• [EXERCISE PROMPT]
How many lines in the data that follows contain the word "core"? Only that number is needed.

*** Begin section ***

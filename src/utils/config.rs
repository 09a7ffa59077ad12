// @file: kline_exporter/src/utils/config.rs
// @description: Layered configuration (defaults, optional config file, APP_* environment).
// @author: LAS.

use crate::connectors::retry::RetryPolicy;
use crate::core::error::{KlineError, Result};
use crate::core::models::MarketType;
use config::{Config, Environment, File};
use serde::Deserialize;
use std::path::{Path, PathBuf};
use tokio::time::Duration;

//
// TYPE DEFINITIONS
//

#[derive(Debug, Deserialize, Clone, PartialEq)]
pub struct AppConfig {
    pub log_level: String,

    // Binance REST endpoints
    pub binance_spot_rest_url: String,
    pub binance_linear_future_rest_url: String,
    pub binance_inverse_future_rest_url: String,

    // Pagination
    pub page_limit: usize,
    pub pause_every_pages: usize,
    pub pause_millis: u64,

    // Networking
    pub request_timeout_secs: u64,
    pub retry_max_attempts: u32,
    pub retry_initial_backoff_millis: u64,
    pub retry_max_backoff_millis: u64,

    // Output
    pub output_root: String,

    // Prompt defaults
    pub default_interval: String,
    pub default_start_date: String,
    pub default_end_date: String,
}

impl AppConfig {
    //
    // PUBLIC INTERFACE
    //

    pub fn load() -> Result<Self> {
        Self::load_from(File::with_name("config").required(false))
    }

    pub fn load_from(file: File<config::FileSourceFile, config::FileFormat>) -> Result<Self> {
        let builder = Config::builder()
            .set_default("log_level", "info")?
            // Binance Endpoints
            .set_default("binance_spot_rest_url", "https://api.binance.com")?
            .set_default("binance_linear_future_rest_url", "https://fapi.binance.com")?
            .set_default("binance_inverse_future_rest_url", "https://dapi.binance.com")?
            // Pagination Defaults
            .set_default("page_limit", 500)?
            .set_default("pause_every_pages", 5)?
            .set_default("pause_millis", 250)?
            // Networking Defaults
            .set_default("request_timeout_secs", 10)?
            .set_default("retry_max_attempts", 3)?
            .set_default("retry_initial_backoff_millis", 200)?
            .set_default("retry_max_backoff_millis", 5000)?
            // Output & Prompts
            .set_default("output_root", "./Data")?
            .set_default("default_interval", "1h")?
            .set_default("default_start_date", "January 01, 2018")?
            .set_default("default_end_date", "January 01, 2020")?
            // File & Env Overrides
            .add_source(file)
            .add_source(Environment::with_prefix("APP"));

        let config: AppConfig = builder.build()?.try_deserialize()?;
        config.validate()?;
        Ok(config)
    }

    pub fn rest_base_url(&self, market: MarketType) -> &str {
        match market {
            MarketType::Spot => &self.binance_spot_rest_url,
            MarketType::LinearFuture => &self.binance_linear_future_rest_url,
            MarketType::InverseFuture => &self.binance_inverse_future_rest_url,
        }
    }

    pub fn request_timeout(&self) -> Duration {
        Duration::from_secs(self.request_timeout_secs)
    }

    pub fn retry_policy(&self) -> RetryPolicy {
        RetryPolicy {
            initial_backoff: Duration::from_millis(self.retry_initial_backoff_millis),
            max_backoff: Duration::from_millis(self.retry_max_backoff_millis),
            multiplier: 2,
            max_retries: self.retry_max_attempts,
        }
    }

    /// `<output_root>/<SYMBOL>`
    pub fn output_dir(&self, symbol: &str) -> PathBuf {
        Path::new(&self.output_root).join(symbol.to_uppercase())
    }

    //
    // INTERNAL HELPERS
    //

    fn validate(&self) -> Result<()> {
        // #1. The same limit must be valid on every market
        let max_page_limit: usize = MarketType::Spot.max_page_limit();
        if self.page_limit == 0 || self.page_limit > max_page_limit {
            return Err(KlineError::Config(format!(
                "page_limit must be between 1 and {}, got {}",
                max_page_limit, self.page_limit
            )));
        }
        if self.request_timeout_secs == 0 {
            return Err(KlineError::Config(
                "request_timeout_secs must be at least 1".to_string(),
            ));
        }
        Ok(())
    }
}


#[cfg(test)]
mod tests {
    use super::*;
    use config::FileFormat;
    use std::io::Write;

    fn missing_file() -> File<config::FileSourceFile, FileFormat> {
        File::with_name("definitely-not-a-config-file-for-tests").required(false)
    }

    #[test]
    fn test_defaults() {
        let config = AppConfig::load_from(missing_file()).unwrap();

        assert_eq!(config.page_limit, 500);
        assert_eq!(config.pause_every_pages, 5);
        assert_eq!(config.pause_millis, 250);
        assert_eq!(config.default_interval, "1h");
        assert_eq!(config.rest_base_url(MarketType::Spot), "https://api.binance.com");
        assert_eq!(
            config.rest_base_url(MarketType::InverseFuture),
            "https://dapi.binance.com"
        );
        assert_eq!(config.request_timeout(), Duration::from_secs(10));
        assert_eq!(config.retry_policy().max_retries, 3);
        assert_eq!(config.output_dir("ethusdt"), Path::new("./Data").join("ETHUSDT"));
    }

    #[test]
    fn test_file_overrides_defaults() {
        let mut file = tempfile::Builder::new().suffix(".toml").tempfile().unwrap();
        writeln!(file, "page_limit = 1000\noutput_root = \"/tmp/klines\"").unwrap();

        let path = file.path().to_str().unwrap().to_string();
        let config = AppConfig::load_from(File::with_name(&path).format(FileFormat::Toml)).unwrap();

        assert_eq!(config.page_limit, 1000);
        assert_eq!(config.output_root, "/tmp/klines");
        assert_eq!(config.pause_every_pages, 5);
    }

    #[test]
    fn test_zero_page_limit_is_rejected() {
        let mut file = tempfile::Builder::new().suffix(".toml").tempfile().unwrap();
        writeln!(file, "page_limit = 0").unwrap();

        let path = file.path().to_str().unwrap().to_string();
        let result = AppConfig::load_from(File::with_name(&path).format(FileFormat::Toml));

        assert!(matches!(result, Err(KlineError::Config(_))));
    }

    #[test]
    fn test_page_limit_above_endpoint_cap_is_rejected() {
        let mut file = tempfile::Builder::new().suffix(".toml").tempfile().unwrap();
        writeln!(file, "page_limit = 1500").unwrap();

        let path = file.path().to_str().unwrap().to_string();
        let result = AppConfig::load_from(File::with_name(&path).format(FileFormat::Toml));

        match result {
            Err(KlineError::Config(message)) => assert!(message.contains("1500")),
            other => panic!("expected config error, got {:?}", other),
        }
    }
}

*** End section ***

• [EXERCISE SOLUTION]
2